EXERCISE DIRECTIONS » Look through the records that follow. Copy every line containing the word "opened".

RECORDED DATA »

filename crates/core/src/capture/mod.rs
pub mod domain;
pub mod infrastructure;
use crate::capture::domain::frame_source::FrameSource;
use crate::shared::frame::Frame;
use crate::shared::stream_info::StreamInfo;

/// Live capture via ffmpeg-next (libavformat + libavcodec).
///
/// Accepts anything libavformat can open — a V4L2 device path, an RTSP/HTTP
/// URL, or a video file — and converts each decoded frame to RGB24.
pub struct FfmpegFrameSource {
    input: Option<ffmpeg_next::format::context::Input>,
    decoder: Option<ffmpeg_next::decoder::Video>,
    scaler: Option<ffmpeg_next::software::scaling::Context>,
    stream_index: usize,
    width: u32,
    height: u32,
    frame_index: usize,
    flushing: bool,
    done: bool,
}

// Safety: the source is driven from a single thread at a time. The raw
// pointers inside ffmpeg types are never shared across threads.
unsafe impl Send for FfmpegFrameSource {}

impl FfmpegFrameSource {
    pub fn new() -> Self {
        Self {
            input: None,
            decoder: None,
            scaler: None,
            stream_index: 0,
            width: 0,
            height: 0,
            frame_index: 0,
            flushing: false,
            done: false,
        }
    }

    /// Drains one converted frame from the decoder, if it has one ready.
    fn receive_converted(&mut self) -> Result<Option<Frame>, Box<dyn std::error::Error>> {
        let decoder = self.decoder.as_mut().ok_or("FfmpegFrameSource: not opened")?;
        let scaler = self.scaler.as_mut().ok_or("FfmpegFrameSource: not opened")?;

        let mut decoded = ffmpeg_next::util::frame::video::Video::empty();
        if decoder.receive_frame(&mut decoded).is_err() {
            return Ok(None);
        }

        let mut rgb = ffmpeg_next::util::frame::video::Video::empty();
        scaler.run(&decoded, &mut rgb)?;

        let pixels = strip_row_padding(&rgb, self.width, self.height);
        let frame = Frame::new(pixels, self.width, self.height, 3, self.frame_index);
        self.frame_index += 1;
        Ok(Some(frame))
    }
}

impl Default for FfmpegFrameSource {
    fn default() -> Self {
        Self::new()
    }
}

impl FrameSource for FfmpegFrameSource {
    fn open(&mut self, source: &str) -> Result<StreamInfo, Box<dyn std::error::Error>> {
        ffmpeg_next::init()?;

        let ictx = ffmpeg_next::format::input(&source)?;
        let stream = ictx
            .streams()
            .best(ffmpeg_next::media::Type::Video)
            .ok_or("No video stream found")?;
        let stream_index = stream.index();

        let codec_ctx =
            ffmpeg_next::codec::context::Context::from_parameters(stream.parameters())?;
        let decoder = codec_ctx.decoder().video()?;

        let rate = stream.rate();
        let fps = if rate.denominator() != 0 {
            rate.numerator() as f64 / rate.denominator() as f64
        } else {
            0.0
        };

        let width = decoder.width();
        let height = decoder.height();
        let scaler = ffmpeg_next::software::scaling::Context::get(
            decoder.format(),
            width,
            height,
            ffmpeg_next::format::Pixel::RGB24,
            width,
            height,
            ffmpeg_next::software::scaling::Flags::BILINEAR,
        )?;

        self.stream_index = stream_index;
        self.width = width;
        self.height = height;
        self.frame_index = 0;
        self.flushing = false;
        self.done = false;
        self.decoder = Some(decoder);
        self.scaler = Some(scaler);
        self.input = Some(ictx);

        Ok(StreamInfo {
            width,
            height,
            fps,
            source: Some(source.to_string()),
        })
    }

    fn next_frame(&mut self) -> Result<Option<Frame>, Box<dyn std::error::Error>> {
        if self.done {
            return Ok(None);
        }
        if self.input.is_none() {
            return Err("FfmpegFrameSource: not opened".into());
        }

        if let Some(frame) = self.receive_converted()? {
            return Ok(Some(frame));
        }
        if self.flushing {
            self.done = true;
            return Ok(None);
        }

        loop {
            let packet = {
                let ictx = self.input.as_mut().ok_or("FfmpegFrameSource: not opened")?;
                let mut found = None;
                for (stream, packet) in ictx.packets() {
                    if stream.index() == self.stream_index {
                        found = Some(packet);
                        break;
                    }
                }
                found
            };

            let Some(packet) = packet else {
                // Demuxer exhausted: flush the decoder for trailing frames.
                let decoder = self.decoder.as_mut().ok_or("FfmpegFrameSource: not opened")?;
                let _ = decoder.send_eof();
                self.flushing = true;
                let frame = self.receive_converted()?;
                if frame.is_none() {
                    self.done = true;
                }
                return Ok(frame);
            };

            // A packet the decoder rejects is skipped, not fatal.
            let decoder = self.decoder.as_mut().ok_or("FfmpegFrameSource: not opened")?;
            if decoder.send_packet(&packet).is_err() {
                continue;
            }
            if let Some(frame) = self.receive_converted()? {
                return Ok(Some(frame));
            }
        }
    }

    fn close(&mut self) {
        self.input = None;
        self.decoder = None;
        self.scaler = None;
        self.done = true;
    }
}

/// ffmpeg frames may pad each row (stride > width*3); copy out a tightly
/// packed buffer.
fn strip_row_padding(
    rgb: &ffmpeg_next::util::frame::video::Video,
    width: u32,
    height: u32,
) -> Vec<u8> {
    let stride = rgb.stride(0);
    let data = rgb.data(0);
    let w = width as usize;
    let h = height as usize;

    let mut pixels = Vec::with_capacity(w * h * 3);
    for row in 0..h {
        let start = row * stride;
        pixels.extend_from_slice(&data[start..start + w * 3]);
    }
    pixels
}

#[cfg(test)]
mod tests {
    use super::*;
    use std::path::Path;

    fn write_test_video(path: &Path, num_frames: usize, width: u32, height: u32) {
        ffmpeg_next::init().unwrap();

        let mut octx = ffmpeg_next::format::output(&path).unwrap();
        let global_header = octx
            .format()
            .flags()
            .contains(ffmpeg_next::format::Flags::GLOBAL_HEADER);

        let codec = ffmpeg_next::encoder::find(ffmpeg_next::codec::Id::MPEG4).unwrap();
        let mut ost = octx.add_stream(Some(codec)).unwrap();

        let mut encoder_ctx = ffmpeg_next::codec::context::Context::new_with_codec(codec)
            .encoder()
            .video()
            .unwrap();
        encoder_ctx.set_width(width);
        encoder_ctx.set_height(height);
        encoder_ctx.set_format(ffmpeg_next::format::Pixel::YUV420P);
        encoder_ctx.set_time_base(ffmpeg_next::Rational(1, 30));
        encoder_ctx.set_frame_rate(Some(ffmpeg_next::Rational(30, 1)));
        if global_header {
            encoder_ctx.set_flags(ffmpeg_next::codec::Flags::GLOBAL_HEADER);
        }

        let mut encoder = encoder_ctx
            .open_with(ffmpeg_next::Dictionary::new())
            .unwrap();
        ost.set_parameters(&encoder);
        octx.write_header().unwrap();
        let ost_time_base = octx.stream(0).unwrap().time_base();

        let mut scaler = ffmpeg_next::software::scaling::Context::get(
            ffmpeg_next::format::Pixel::RGB24,
            width,
            height,
            ffmpeg_next::format::Pixel::YUV420P,
            width,
            height,
            ffmpeg_next::software::scaling::Flags::BILINEAR,
        )
        .unwrap();

        for i in 0..num_frames {
            let mut rgb_frame = ffmpeg_next::util::frame::video::Video::new(
                ffmpeg_next::format::Pixel::RGB24,
                width,
                height,
            );
            let stride = rgb_frame.stride(0);
            let data = rgb_frame.data_mut(0);
            let value = ((i * 40) % 256) as u8;
            for row in 0..height as usize {
                for col in 0..width as usize {
                    let offset = row * stride + col * 3;
                    data[offset] = value;
                    data[offset + 1] = value;
                    data[offset + 2] = value;
                }
            }

            let mut yuv_frame = ffmpeg_next::util::frame::video::Video::empty();
            scaler.run(&rgb_frame, &mut yuv_frame).unwrap();
            yuv_frame.set_pts(Some(i as i64));
            encoder.send_frame(&yuv_frame).unwrap();

            let mut encoded = ffmpeg_next::Packet::empty();
            while encoder.receive_packet(&mut encoded).is_ok() {
                encoded.set_stream(0);
                encoded.rescale_ts(ffmpeg_next::Rational(1, 30), ost_time_base);
                encoded.write_interleaved(&mut octx).unwrap();
            }
        }

        encoder.send_eof().unwrap();
        let mut encoded = ffmpeg_next::Packet::empty();
        while encoder.receive_packet(&mut encoded).is_ok() {
            encoded.set_stream(0);
            encoded.rescale_ts(ffmpeg_next::Rational(1, 30), ost_time_base);
            encoded.write_interleaved(&mut octx).unwrap();
        }
        octx.write_trailer().unwrap();
    }

    #[test]
    fn test_open_returns_stream_info() {
        let dir = tempfile::tempdir().unwrap();
        let path = dir.path().join("test.mp4");
        write_test_video(&path, 5, 160, 120);

        let mut source = FfmpegFrameSource::new();
        let info = source.open(path.to_str().unwrap()).unwrap();
        assert_eq!(info.width, 160);
        assert_eq!(info.height, 120);
        assert!(info.fps > 0.0);
    }

    #[test]
    fn test_open_nonexistent_is_error() {
        let mut source = FfmpegFrameSource::new();
        assert!(source.open("/nonexistent/test.mp4").is_err());
    }

    #[test]
    fn test_next_frame_without_open_is_error() {
        let mut source = FfmpegFrameSource::new();
        assert!(source.next_frame().is_err());
    }

    #[test]
    fn test_reads_all_frames_then_ends() {
        let dir = tempfile::tempdir().unwrap();
        let path = dir.path().join("test.mp4");
        write_test_video(&path, 5, 160, 120);

        let mut source = FfmpegFrameSource::new();
        source.open(path.to_str().unwrap()).unwrap();

        let mut count = 0;
        while let Some(frame) = source.next_frame().unwrap() {
            assert_eq!(frame.index(), count);
            assert_eq!(frame.channels(), 3);
            assert_eq!(frame.data().len(), 160 * 120 * 3);
            count += 1;
        }
        assert_eq!(count, 5);

        // Exhaustion is sticky.
        assert!(source.next_frame().unwrap().is_none());
    }

    #[test]
    fn test_close_then_next_frame_is_end_of_stream() {
        let dir = tempfile::tempdir().unwrap();
        let path = dir.path().join("test.mp4");
        write_test_video(&path, 2, 160, 120);

        let mut source = FfmpegFrameSource::new();
        source.open(path.to_str().unwrap()).unwrap();
        source.close();
        assert!(source.next_frame().unwrap().is_none());
    }
}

RESPONSE FOR THIS EXERCISE »
        let decoder = self.decoder.as_mut().ok_or("FfmpegFrameSource: not opened")?;
        let scaler = self.scaler.as_mut().ok_or("FfmpegFrameSource: not opened")?;
            return Err("FfmpegFrameSource: not opened".into());
                let ictx = self.input.as_mut().ok_or("FfmpegFrameSource: not opened")?;
                let decoder = self.decoder.as_mut().ok_or("FfmpegFrameSource: not opened")?;
            let decoder = self.decoder.as_mut().ok_or("FfmpegFrameSource: not opened")?;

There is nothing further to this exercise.